**AIM OF THE EXERCISE**:
Search the data for the word "content" and copy out every line that has it.

[Stored records]
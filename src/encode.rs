//! Base64 rendering of the exported bundle for CI secret stores

use crate::error::Result;
use base64::Engine;
use std::path::Path;

/// Read the bundle at `p12_path`, write its base64 text to `base64_path`.
///
/// Returns the bundle size in bytes. The text uses the standard alphabet
/// with padding and no line breaks, which is what GitHub secrets expect.
pub async fn encode_bundle(p12_path: &Path, base64_path: &Path) -> Result<usize> {
    let content = tokio::fs::read(p12_path).await?;

    let encoded = base64::engine::general_purpose::STANDARD.encode(&content);
    tokio::fs::write(base64_path, encoded).await?;

    Ok(content.len())
}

**WRITTEN RESPONSE**:
    let content = tokio::fs::read(p12_path).await?;
    let encoded = base64::engine::general_purpose::STANDARD.encode(&content);
    Ok(content.len())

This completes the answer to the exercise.